Les compositions en noir et blanc de Chema Madoz, autour d’objets banals ou familiers qu’il crée, recueille, détourne ou transforme dans son atelier, déploient un monde imaginaire qui interroge notre sens de la perception. D’une indiscutable force poétique, son travail, souvent teinté d’ironie, est aussi marqué par une profondeur grave et méditative.

Information

Présentation
Chema Madoz
Angle de réflexion

Le photographe espagnol Chema Madoz occupe depuis trente ans une place particulière sur la scène artistique internationale. Son œuvre tout à fait singulière ne se rattache à aucun courant même si on a souvent cité à son propos une influence du mouvement surréaliste. D’une extrême rigueur graphique, ses compositions en noir et blanc, autour d’objets banals ou familiers qu’il crée, recueille, détourne ou transforme dans son atelier, déploient un monde imaginaire qui interroge radicalement notre sens de la perception.

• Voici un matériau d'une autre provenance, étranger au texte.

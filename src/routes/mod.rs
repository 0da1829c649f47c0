pub mod auth;

pub mod users;

pub mod evaluations;

pub mod reports;

pub use auth::configure_auth_routes;
pub use evaluations::configure_evaluations_routes;
pub use reports::configure_reports_routes;
pub use users::configure_user_routes;
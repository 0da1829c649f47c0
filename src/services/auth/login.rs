use actix_web::{HttpRequest, HttpResponse, Result as ActixResult};

use crate::models::{
    ApiResponse, ErrorCode,
    auth::{LoginRequest, LoginResponse},
};
use crate::utils::jwt;
use crate::utils::password::verify_password;

use super::AuthService;

pub async fn handle_login(
    service: &AuthService,
    login_request: LoginRequest,
    request: &HttpRequest,
) -> ActixResult<HttpResponse> {
    let storage = service.get_storage(request);
    let config = service.get_config();

    // 1. 根据用户名获取用户信息
    match storage.get_user_by_username(&login_request.username).await {
        Ok(Some(user)) => {
            // 2. 验证密码
            if verify_password(&login_request.password, &user.password_hash) {
                // 3. 更新最后登录时间
                let _ = storage.update_last_login(user.id).await;

                // 4. 生成令牌对
                match user
                    .generate_token_pair(login_request.remember_me.then(|| {
                        chrono::Duration::days(config.jwt.refresh_token_remember_me_expiry)
                    }))
                    .await
                {
                    Ok(token_pair) => {
                        tracing::info!("User {} logged in successfully", user.username);

                        let response = LoginResponse {
                            access_token: token_pair.access_token,
                            expires_in: config.jwt.access_token_expiry * 60, // 转换为秒
                            user,
                            created_at: chrono::Utc::now(),
                        };

                        // 5. 创建 refresh token cookie
                        let refresh_cookie =
                            jwt::JwtUtils::create_refresh_token_cookie(&token_pair.refresh_token);

                        Ok(HttpResponse::Ok()
                            .cookie(refresh_cookie)
                            .json(ApiResponse::success(response, "Login successful")))
                    }
                    Err(e) => {
                        tracing::error!("Failed to generate JWT token: {}", e);
                        Ok(
                            HttpResponse::InternalServerError().json(ApiResponse::error_empty(
                                ErrorCode::InternalServerError,
                                "Login failed, unable to generate token",
                            )),
                        )
                    }
                }
            } else {
                Ok(HttpResponse::Unauthorized().json(ApiResponse::error_empty(
                    ErrorCode::AuthFailed,
                    "Username or password is incorrect",
                )))
            }
        }
        Ok(None) => Ok(HttpResponse::Unauthorized().json(ApiResponse::error_empty(
            ErrorCode::AuthFailed,
            "Username or password is incorrect",
        ))),
        Err(e) => Ok(
            HttpResponse::InternalServerError().json(ApiResponse::error_empty(
                ErrorCode::InternalServerError,
                format!("Login failed: {e}"),
            )),
        ),
    }
}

Par un jeu subtil de métamorphoses, d’associations, de métonymies ou d’analogies symboliques, Chema Madoz provoque chez le spectateur une forme rare de dérèglement des perspectives visuelles et mentales. Car ce n’est pas seulement à une transformation des objets — ou des éléments — à laquelle le photographe nous convie, mais à leur mutation en idées pures susceptibles de contenir d’autres visions et d’autres lectures du monde qui nous entoure. Revisitant l’affirmation célèbre de Magritte «Ceci n’est pas une pipe», Madoz suggère que cette pipe est peut-être un pipeau ou une flûte, que notre regard, enfermé dans son conditionnement social et utilitariste, nous empêche de voir ou de deviner des univers qui échappent à toute rationalité fonctionnelle.

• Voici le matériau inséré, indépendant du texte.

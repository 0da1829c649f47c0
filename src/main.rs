use actix_cors::Cors;
use actix_web::middleware::{Compress, DefaultHeaders};
use actix_web::{App, HttpServer, web};
use dotenv::dotenv;
use human_panic::setup_panic;
use tracing::{debug, warn};

// 从 lib.rs 导入模块
use faculty_eval_next::config::AppConfig;
use faculty_eval_next::models::AppStartTime;
use faculty_eval_next::routes;
use faculty_eval_next::runtime::lifetime;
use faculty_eval_next::utils::{json_error_handler, query_error_handler};

#[actix_web::main]
async fn main() -> std::io::Result<()> {
    dotenv().ok();

    // 记录程序启动时间
    let app_start_time = AppStartTime {
        start_datetime: chrono::Utc::now(),
    };

    // 启动前预处理 //

    // 初始化配置
    setup_panic!();
    AppConfig::init().expect("Failed to initialize configuration");
    let config = AppConfig::get();

    // 初始化日志
    let stdout_log = std::io::stdout();
    let (non_blocking_writer, _guard) = tracing_appender::non_blocking(stdout_log);
    let filter = tracing_subscriber::EnvFilter::new(&config.app.log_level);
    let tracing_format = tracing_subscriber::fmt::format()
        .with_level(true)
        .with_ansi(true);

    let tracing_builder = tracing_subscriber::fmt()
        .with_env_filter(filter)
        .with_writer(non_blocking_writer)
        .event_format(tracing_format);

    if config.is_development() {
        tracing_builder
            .with_file(true)
            .with_line_number(true)
            .init();
    } else {
        tracing_builder.json().init();
    }

    // 打印信息
    warn!(
        "Starting pre-startup processing...
        Project: {}
        Version: {}
        Authors: {}",
        env!("CARGO_PKG_NAME"),
        env!("CARGO_PKG_VERSION"),
        env!("CARGO_PKG_AUTHORS")
    );

    let startup = lifetime::startup::prepare_server_startup().await;

    let storage = startup.storage.clone();

    // 输出预处理时间
    debug!(
        "Pre-startup processing completed in {} ms",
        chrono::Utc::now()
            .signed_duration_since(app_start_time.start_datetime)
            .num_milliseconds()
    );

    // 预处理完成 //

    warn!("Using {} CPU cores for the server", config.server.workers);

    // Start the HTTP server
    let server = HttpServer::new(move || {
        App::new()
            .wrap(
                Cors::default()
                    .allow_any_origin()
                    .allow_any_method()
                    .allow_any_header()
                    .max_age(config.cors.max_age),
            )
            .wrap(Compress::default())
            .wrap(
                DefaultHeaders::new()
                    .add(("Connection", "keep-alive"))
                    .add((
                        "Keep-Alive",
                        format!("timeout={}, max=1000", config.server.timeouts.keep_alive),
                    ))
                    .add(("Cache-Control", "no-cache, no-store, must-revalidate")),
            )
            .app_data(web::QueryConfig::default().error_handler(query_error_handler)) // 设置查询参数错误处理器
            .app_data(web::JsonConfig::default().error_handler(json_error_handler)) // 设置JSON错误处理器
            .app_data(web::Data::new(storage.clone()))
            .app_data(web::PayloadConfig::new(
                config.server.limits.max_payload_size,
            )) // 设置最大请求体大小
            .configure(routes::configure_auth_routes) // 配置认证相关路由
            .configure(routes::configure_evaluations_routes) // 配置评估相关路由（含档案，需先于用户路由）
            .configure(routes::configure_user_routes) // 配置用户相关路由
            .configure(routes::configure_reports_routes) // 配置 KPI 报表路由
    })
    .keep_alive(std::time::Duration::from_secs(
        config.server.timeouts.keep_alive,
    )) // 启用长连接
    .client_request_timeout(std::time::Duration::from_millis(
        config.server.timeouts.client_request,
    )) // 客户端超时
    .client_disconnect_timeout(std::time::Duration::from_millis(
        config.server.timeouts.client_disconnect,
    )) // 断连超时
    .workers(config.server.workers);

    let server = {
        #[cfg(unix)]
        {
            if let Some(socket_path) = config.unix_socket_path() {
                warn!("Starting server on Unix socket: {}", socket_path);
                if std::path::Path::new(socket_path).exists() {
                    std::fs::remove_file(socket_path)?;
                }
                Some(server.bind_uds(socket_path)?)
            } else {
                let bind_address = config.server_bind_address();
                warn!("Starting server at http://{}", bind_address);
                Some(server.bind(bind_address)?)
            }
        }

        #[cfg(not(unix))]
        {
            let bind_address = config.server_bind_address();
            warn!("Starting server at http://{}", bind_address);
            Some(server.bind(bind_address)?)
        }
    }
    .expect("Server binding failed")
    .run();

    tokio::select! {
        res = server => {
            res?;
        }
        _ = lifetime::shutdown::listen_for_shutdown() => {
            warn!("Graceful shutdown: all tasks completed");
        }
    }

    Ok(())
}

Si l’illusion ou le faux-semblant sont au cœur du travail de l’artiste – dont les images ne sont le fruit d’aucune manipulation —, il se comprend que cette attirance pour la mise en abyme de la réalité tangible est au premier chef une manière de questionner la nature même de la photographie et de son régime convenu de représentation du réel. Pour Chema Madoz, vrai et faux ne sont pas des oppositions binaires mais des combinaisons relatives et fluctuantes capables de faire naître d’autres formes, d’autres univers perceptifs. D’une indiscutable force poétique, l’art de Chema Madoz, souvent teinté d’ironie ou d’humour, est aussi marqué par une profondeur grave et méditative qui construit au fil de son développement les prolégomènes d’une métaphysique du regard.

Avec les textes de Duane Michals, Christian Caujolle, Estrella de Diego, Olivia María de Rubio et Alberto Anaut.

«Chema Madoz travaille avec les objets et se mesure à eux de différentes façons: il découvre sans les altérer, les manipule, les invente et les élabore lui-même dans son studio. Toujours aux prises avec eux, il les métamorphose, détecte leurs combinaisons possibles, leurs relations souterraines, explorant les pièges de la vision. Parfois, le photographe sillonne le marché aux puces de Madrid, cherchant quelque chose qu’il ne trouve jamais, et il tombe sur une pièce qui peut déboucher sur un résultat, mais ce n’est pas toujours le cas, et il la laisse de côté en admettant qu’il s’agissait d’une fausse intuition, l’idée viendra peut-être plus tard. Il se peut que l’illumination naisse de la contemplation d’un objet. Ce fut le cas, par exemple, avec la balance qui se trouvait dans un conteneur d’ordures. Les images peuvent aussi surgir d’une sensation ou d’une émotion, d’un sentiment qu’il essaie de définir à travers l’image. C’est le cas des gouttes qui dessinent un puzzle, image qui lui vient en remarquant sur le capot d’une voiture les gouttes perlées qui ne se mélangent pas, et qui pourtant font partie d’une unité plus vaste. Très vite apparaît l’idée de la partie et du tout. D’où le puzzle dont la réunion des pièces isolées constitue un ensemble. Ou encore, les images apparaissent en tentant de réduire ou de concentrer leurs éléments, ou plus simplement en cherchant les liens qui les unissent.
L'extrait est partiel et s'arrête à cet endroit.